Either it was great luck or nostalgia. I was in Costa Rica recently for a meeting in San Jose, which has been my staging area each time I have visited this small mesoAmerican nation which has the highest percentage of its territory protected in national parks. It has a wide variety of ecosystems from cloudforest to rainforest to white water riverine systems that seem pristine and virgin for the river runner. That is true, but for two of them, the Pucuare and the Reventazon, which will be run no more.

The Reventazon (the name means "Explosive", and I found out why!) is a clear running fast river that courses from rainforest down toward the Atlantic Caribbean through a narrow gorge (the "Angostura"), an irresistible opportunity to dam it for Costa Rican hydroelectricity. The same fate awaits the Pucuare this year, since Costa Rica had glowed with bright promise of ecotourism, saved a lot of its government expenditure by abolishing the military (probably a suicidal idea but for the interest of a bigger well-armed brother nation looking on intently) and still found itself in "La Crisis", the lowest economic growth rate in Latin America except for Paraguay. So, something must be done to jump-start the economic growth and there is the waiting Reventazon Angostura.

So, this was a sweet-sad river run through a magnificently varied rainforest, with yellow tailed Oro Pendulas weaving their nests, arboreal iguanas looking down oat the rubberized passers-by, and at the Angostura a big sign announcing coming progress with bulldozers standing by.
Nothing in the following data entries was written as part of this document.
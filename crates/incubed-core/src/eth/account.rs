//! Account state methods, proven through `eth_getProof` shaped account and
//! storage proofs against the header's state root.

use super::{proof_block, EthVerifier};
use crate::bytes;
use crate::crypto::keccak256;
use crate::error::{VerifyError, VerifyResult};
use crate::json;
use crate::rlp;
use crate::trie::{self, Expected};
use crate::types::{AccountProof, EthProof};
use crate::verifier::{ChainState, Verdict, VerificationContext};

pub fn verify(eth: &EthVerifier, ctx: &VerificationContext<'_>, state: &mut ChainState) -> VerifyResult<Verdict> {
    let params = ctx.params();
    let proof: EthProof = ctx.proof()?;
    let address = bytes::hex_to_address(
        params
            .first()
            .and_then(|p| p.as_str())
            .ok_or_else(|| VerifyError::invalid("missing address parameter"))?,
    )?;
    let header = eth.verify_header(ctx, state, &proof, proof_block(&proof)?, None)?;

    if let Some(number) = params.last().and_then(json::as_u64) {
        if params.len() > 1 && header.number()? != number {
            return Err(VerifyError::invalid(
                "the blocknumber in the proof does not match the requested block",
            ));
        }
    }

    let state_root = header.state_root()?;
    for account in proof.accounts.values() {
        verify_account(&state_root, account)?;
    }
    let account = proof
        .accounts
        .values()
        .find(|a| a.address == address)
        .ok_or_else(|| VerifyError::invalid("the proof is missing the requested account"))?;

    let result = ctx.result;
    let matches = match ctx.method() {
        "eth_getBalance" => {
            bytes::strip_leading_zeros(&json_bytes(result)?) == bytes::strip_leading_zeros(&account.balance)
        }
        "eth_getTransactionCount" => nonce_matches(result, &account.nonce),
        "eth_getCode" => keccak256(&json_bytes(result)?) == account.code_hash,
        "eth_getStorageAt" => {
            let key = json::param_bytes(params, 1)?;
            let slot = account
                .storage(&key)
                .ok_or_else(|| VerifyError::invalid("missing storage proof"))?;
            bytes::strip_leading_zeros(&json_bytes(result)?) == bytes::strip_leading_zeros(&slot.value)
        }
        other => {
            return Err(VerifyError::unsupported(format!(
                "{} is not an account method",
                other
            )))
        }
    };
    if !matches {
        return Err(VerifyError::invalid(format!(
            "the result of {} does not match the proven account",
            ctx.method()
        )));
    }
    Ok(Verdict::Verified)
}

fn nonce_matches(result: &serde_json::Value, nonce: &[u8]) -> bool {
    match (json::as_u64(result), bytes::be_to_u64(nonce)) {
        (Some(claimed), Some(proven)) => claimed == proven,
        _ => false,
    }
}

fn json_bytes(value: &serde_json::Value) -> VerifyResult<Vec<u8>> {
    let s = value
        .as_str()
        .ok_or_else(|| VerifyError::invalid("the result must be a hex string"))?;
    Ok(bytes::parse_hex(s)?)
}

/// Prove the account (or its absence) in `state_root` and every listed
/// storage slot in the account's storage root.
pub fn verify_account(state_root: &[u8; 32], account: &AccountProof) -> VerifyResult<()> {
    let state = account.state()?;
    let encoded = state.rlp();
    let expected = if state.is_empty() {
        Expected::Absent
    } else {
        Expected::Value(&encoded)
    };
    trie::verify_proof(
        state_root,
        &keccak256(&account.address),
        &account.account_proof,
        expected,
    )
    .map_err(|e| {
        VerifyError::from(e).context(&format!(
            "invalid account proof for {}",
            bytes::to_hex(&account.address)
        ))
    })?;

    for slot in &account.storage_proof {
        let key = bytes::to_bytes32(&slot.key)
            .ok_or_else(|| VerifyError::invalid("storage key longer than 32 bytes"))?;
        let value = bytes::strip_leading_zeros(&slot.value);
        let mut encoded = Vec::with_capacity(value.len() + 1);
        rlp::encode_item(&mut encoded, value);
        let expected = if value.is_empty() {
            Expected::Absent
        } else {
            Expected::Value(&encoded)
        };
        trie::verify_proof(&account.storage_hash, &keccak256(&key), &slot.proof, expected)
            .map_err(|e| VerifyError::from(e).context("invalid storage proof"))?;
    }
    Ok(())
}

#[cfg(test)]
mod tests {
    use super::*;
    use crate::error::ErrorKind;
    use crate::fixtures::eth::StateFixture;
    use crate::types::{ChainSpec, Consensus, In3Response, RpcRequest};
    use serde_json::{json, Value};

    fn run(method: &str, params: Vec<Value>, result: Value, proof: Value) -> VerifyResult<Verdict> {
        let spec = ChainSpec::ethereum(1, Consensus::ProofOfWork);
        let eth = EthVerifier::new(&spec);
        let mut state = ChainState::for_chain(&spec, 5);
        let request = RpcRequest::new(method, params);
        let in3 = In3Response {
            proof: Some(proof),
            ..Default::default()
        };
        let ctx = VerificationContext::new(&request, &result, Some(&in3));
        eth.verify(&ctx, &mut state)
    }

    #[test]
    fn test_balance_and_nonce() {
        let fixture = StateFixture::new();
        let user = bytes::to_hex(&StateFixture::USER);
        let proof = fixture.proof_json(&StateFixture::USER, &[]);
        let balance = run("eth_getBalance", vec![json!(user), json!("latest")], json!("0xde0b6b3a7640000"), proof.clone());
        assert_eq!(balance.unwrap(), Verdict::Verified);
        let nonce = run("eth_getTransactionCount", vec![json!(user), json!("latest")], json!("0x5"), proof.clone());
        assert_eq!(nonce.unwrap(), Verdict::Verified);

        let err = run("eth_getBalance", vec![json!(user), json!("latest")], json!("0x1"), proof).unwrap_err();
        assert_eq!(err.kind, ErrorKind::ProofInvalid);
    }

    #[test]
    fn test_requested_block_number_checked() {
        let fixture = StateFixture::new();
        let user = bytes::to_hex(&StateFixture::USER);
        let proof = fixture.proof_json(&StateFixture::USER, &[]);
        let at = bytes::to_quantity(fixture.number);
        let ok = run("eth_getBalance", vec![json!(user), json!(at)], json!("0xde0b6b3a7640000"), proof.clone());
        assert!(ok.is_ok());
        let err = run("eth_getBalance", vec![json!(user), json!("0x1")], json!("0xde0b6b3a7640000"), proof)
            .unwrap_err();
        assert_eq!(err.message, "the blocknumber in the proof does not match the requested block");
    }

    #[test]
    fn test_code_and_storage() {
        let fixture = StateFixture::new();
        let contract = bytes::to_hex(&StateFixture::CONTRACT);
        let proof = fixture.proof_json(&StateFixture::CONTRACT, &[1, 2]);
        let code = run("eth_getCode", vec![json!(contract), json!("latest")], json!(bytes::to_hex(StateFixture::CODE)), proof.clone());
        assert_eq!(code.unwrap(), Verdict::Verified);

        let slot = run("eth_getStorageAt", vec![json!(contract), json!("0x1"), json!("latest")], json!("0x2a"), proof.clone());
        assert_eq!(slot.unwrap(), Verdict::Verified);
        // slot 2 is empty, proven by absence
        let empty = run("eth_getStorageAt", vec![json!(contract), json!("0x2"), json!("latest")], json!("0x0"), proof.clone());
        assert_eq!(empty.unwrap(), Verdict::Verified);

        let err = run("eth_getStorageAt", vec![json!(contract), json!("0x1"), json!("latest")], json!("0x2b"), proof)
            .unwrap_err();
        assert_eq!(err.kind, ErrorKind::ProofInvalid);
    }

    #[test]
    fn test_absent_account() {
        let fixture = StateFixture::new();
        let nobody = [0x99; 20];
        let proof = fixture.proof_json(&nobody, &[]);
        let verdict = run("eth_getBalance", vec![json!(bytes::to_hex(&nobody)), json!("latest")], json!("0x0"), proof);
        assert_eq!(verdict.unwrap(), Verdict::Verified);
    }

    #[test]
    fn test_forged_account_balance() {
        let fixture = StateFixture::new();
        let user = bytes::to_hex(&StateFixture::USER);
        let mut proof = fixture.proof_json(&StateFixture::USER, &[]);
        proof["accounts"][&user]["balance"] = json!("0x1bc16d674ec80000");
        let err = run("eth_getBalance", vec![json!(user), json!("latest")], json!("0x1bc16d674ec80000"), proof)
            .unwrap_err();
        assert!(err.message.starts_with("invalid account proof"));
    }

    #[test]
    fn test_missing_proof_checked_first() {
        let spec = ChainSpec::ethereum(1, Consensus::ProofOfWork);
        let eth = EthVerifier::new(&spec);
        let mut state = ChainState::for_chain(&spec, 5);
        let request = RpcRequest::new("eth_getBalance", vec![json!("0x00"), json!("latest")]);
        let result = json!("0x1");
        let ctx = VerificationContext::new(&request, &result, None);
        assert_eq!(eth.verify(&ctx, &mut state).unwrap_err().kind, ErrorKind::ProofMissing);
    }

    #[test]
    fn test_nonce_must_be_readable() {
        assert!(nonce_matches(&json!("0x5"), &[5]));
        assert!(nonce_matches(&json!("0x0"), &[]));
        assert!(!nonce_matches(&json!("0x6"), &[5]));
        let huge = [1u8; 9];
        assert!(!nonce_matches(&json!("not a number"), &huge));
        assert!(!nonce_matches(&json!("0x1"), &huge));
    }
}
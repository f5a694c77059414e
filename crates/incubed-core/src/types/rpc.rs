//! JSON-RPC 2.0 wire types plus the `in3` extension objects carried on
//! requests and responses.

use super::execution::AccountProof;
use super::serde_hex;
use serde::{Deserialize, Serialize};
use serde_json::Value;
use std::collections::BTreeMap;

/// Per-request verification options sent to the node.
#[derive(Clone, Debug, Default, PartialEq, Serialize, Deserialize)]
#[serde(rename_all = "camelCase")]
pub struct In3Request {
    #[serde(with = "serde_hex::quantity")]
    pub chain_id: u64,
    /// `"proof"` or `"none"`.
    pub verification: String,
    #[serde(default, skip_serializing_if = "is_zero")]
    pub finality: u8,
    #[serde(
        default,
        skip_serializing_if = "Vec::is_empty",
        with = "serde_hex::addresses"
    )]
    pub signers: Vec<[u8; 20]>,
    #[serde(default, skip_serializing_if = "Vec::is_empty")]
    pub verified_hashes: Vec<String>,
    #[serde(default, skip_serializing_if = "std::ops::Not::not")]
    pub use_full_proof: bool,
}

fn is_zero(v: &u8) -> bool {
    *v == 0
}

#[derive(Clone, Debug, PartialEq, Serialize, Deserialize)]
pub struct RpcRequest {
    pub jsonrpc: String,
    pub id: u64,
    pub method: String,
    #[serde(default)]
    pub params: Vec<Value>,
    #[serde(default, skip_serializing_if = "Option::is_none")]
    pub in3: Option<In3Request>,
}

impl RpcRequest {
    pub fn new(method: impl Into<String>, params: Vec<Value>) -> Self {
        Self {
            jsonrpc: "2.0".to_string(),
            id: 1,
            method: method.into(),
            params,
            in3: None,
        }
    }

    pub fn param(&self, index: usize) -> Option<&Value> {
        self.params.get(index)
    }

    /// Identity used to find an already issued sub-request.
    pub fn key(&self) -> String {
        format!("{}{}", self.method, Value::Array(self.params.clone()))
    }
}

#[derive(Clone, Debug, PartialEq, Serialize, Deserialize)]
pub struct RpcError {
    pub code: i64,
    pub message: String,
    #[serde(default, skip_serializing_if = "Option::is_none")]
    pub data: Option<Value>,
}

/// The `in3` object of a response.
#[derive(Clone, Debug, Default, PartialEq, Serialize, Deserialize)]
#[serde(default, rename_all = "camelCase")]
pub struct In3Response {
    pub proof: Option<Value>,
    #[serde(with = "serde_hex::opt_quantity")]
    pub last_validator_change: Option<u64>,
    #[serde(with = "serde_hex::opt_quantity")]
    pub last_node_list: Option<u64>,
    #[serde(with = "serde_hex::opt_quantity")]
    pub current_block: Option<u64>,
}

#[derive(Clone, Debug, PartialEq, Serialize, Deserialize)]
pub struct RpcResponse {
    #[serde(default)]
    pub jsonrpc: String,
    #[serde(default)]
    pub id: Value,
    #[serde(default, skip_serializing_if = "Option::is_none")]
    pub result: Option<Value>,
    #[serde(default, skip_serializing_if = "Option::is_none")]
    pub error: Option<RpcError>,
    #[serde(default, skip_serializing_if = "Option::is_none")]
    pub in3: Option<In3Response>,
}

impl RpcResponse {
    pub fn success(result: Value) -> Self {
        Self {
            jsonrpc: "2.0".to_string(),
            id: Value::from(1),
            result: Some(result),
            error: None,
            in3: None,
        }
    }

    pub fn with_proof(mut self, proof: Value) -> Self {
        self.in3.get_or_insert_with(In3Response::default).proof = Some(proof);
        self
    }
}

/// A node signature over a block hash, collected for federated verification.
#[derive(Clone, Debug, Default, PartialEq, Serialize, Deserialize)]
#[serde(default, rename_all = "camelCase")]
pub struct SignedBlockHash {
    #[serde(with = "serde_hex::quantity")]
    pub block: u64,
    #[serde(with = "serde_hex::fixed")]
    pub block_hash: [u8; 32],
    #[serde(with = "serde_hex::fixed")]
    pub msg_hash: [u8; 32],
    #[serde(with = "serde_hex::fixed")]
    pub r: [u8; 32],
    #[serde(with = "serde_hex::fixed")]
    pub s: [u8; 32],
    #[serde(with = "serde_hex::quantity")]
    pub v: u64,
    /// Set when the node could not obtain this signature.
    #[serde(skip_serializing_if = "Option::is_none")]
    pub error: Option<Value>,
}

/// `in3.proof` of an ethereum response. Which fields are present depends on
/// the method.
#[derive(Clone, Debug, Default, PartialEq, Serialize, Deserialize)]
#[serde(default, rename_all = "camelCase")]
pub struct EthProof {
    #[serde(rename = "type")]
    pub kind: Option<String>,
    #[serde(with = "serde_hex::opt_bytes")]
    pub block: Option<Vec<u8>>,
    #[serde(with = "serde_hex::bytes_list")]
    pub finality_blocks: Vec<Vec<u8>>,
    #[serde(with = "serde_hex::bytes_list")]
    pub merkle_proof: Vec<Vec<u8>>,
    #[serde(with = "serde_hex::bytes_list")]
    pub tx_proof: Vec<Vec<u8>>,
    #[serde(with = "serde_hex::opt_quantity")]
    pub tx_index: Option<u64>,
    #[serde(with = "serde_hex::opt_quantity")]
    pub log_index: Option<u64>,
    /// Raw transactions (hex) of a block, or full transaction objects.
    pub transactions: Vec<Value>,
    #[serde(with = "serde_hex::bytes_list")]
    pub uncles: Vec<Vec<u8>>,
    pub signatures: Vec<SignedBlockHash>,
    pub accounts: BTreeMap<String, AccountProof>,
}

/// `in3.proof` of a bitcoin response, also the element type of a
/// `btc_proofTarget` result.
#[derive(Clone, Debug, Default, PartialEq, Serialize, Deserialize)]
#[serde(default, rename_all = "camelCase")]
pub struct BtcProof {
    #[serde(with = "serde_hex::opt_quantity")]
    pub dap: Option<u64>,
    #[serde(with = "serde_hex::opt_bytes")]
    pub block: Option<Vec<u8>>,
    /// Concatenated 80-byte headers following the proven block.
    #[serde(rename = "final", with = "serde_hex::opt_bytes")]
    pub final_headers: Option<Vec<u8>>,
    #[serde(with = "serde_hex::opt_bytes")]
    pub cbtx: Option<Vec<u8>>,
    #[serde(with = "serde_hex::opt_bytes")]
    pub cbtx_merkle_proof: Option<Vec<u8>>,
    #[serde(with = "serde_hex::opt_bytes")]
    pub merkle_proof: Option<Vec<u8>>,
    #[serde(with = "serde_hex::opt_quantity")]
    pub tx_index: Option<u64>,
}

#[cfg(test)]
mod tests {
    use super::*;
    use serde_json::json;

    #[test]
    fn test_request_serialization_skips_defaults() {
        let mut req = RpcRequest::new("eth_getBalance", vec![json!("0x00"), json!("latest")]);
        req.in3 = Some(In3Request {
            chain_id: 1,
            verification: "proof".into(),
            ..Default::default()
        });
        let v = serde_json::to_value(&req).unwrap();
        assert_eq!(v["in3"], json!({"chainId": "0x1", "verification": "proof"}));
        assert_eq!(req.key(), r#"eth_getBalance["0x00","latest"]"#);
    }

    #[test]
    fn test_parse_response_with_proof() {
        let resp: RpcResponse = serde_json::from_value(json!({
            "jsonrpc": "2.0",
            "id": 1,
            "result": "0x1",
            "in3": {
                "lastValidatorChange": 12,
                "proof": {"type": "receiptProof", "block": "0xc0", "txIndex": 3, "merkleProof": ["0x80"]}
            }
        }))
        .unwrap();
        let in3 = resp.in3.unwrap();
        assert_eq!(in3.last_validator_change, Some(12));
        let proof: EthProof = serde_json::from_value(in3.proof.unwrap()).unwrap();
        assert_eq!(proof.block, Some(vec![0xc0]));
        assert_eq!(proof.tx_index, Some(3));
        assert_eq!(proof.merkle_proof, vec![vec![0x80]]);
        assert!(proof.signatures.is_empty());
    }

    #[test]
    fn test_parse_error_response() {
        let resp: RpcResponse =
            serde_json::from_str(r#"{"jsonrpc":"2.0","id":1,"error":{"code":-32000,"message":"boom"}}"#)
                .unwrap();
        assert!(resp.result.is_none());
        assert_eq!(resp.error.unwrap().code, -32000);
    }
}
I remembered the last scenes of "Deliverance" with earthmovers at the end of the Chatooga, and in each instance the rising waters would be drowning a wonderland even before many people would know what had been lost. I should be happy that I got to run it last, so I would know what is under that big reservoir on my next visit. Then, again, maybe I will not stop by, but find some other wild river running free.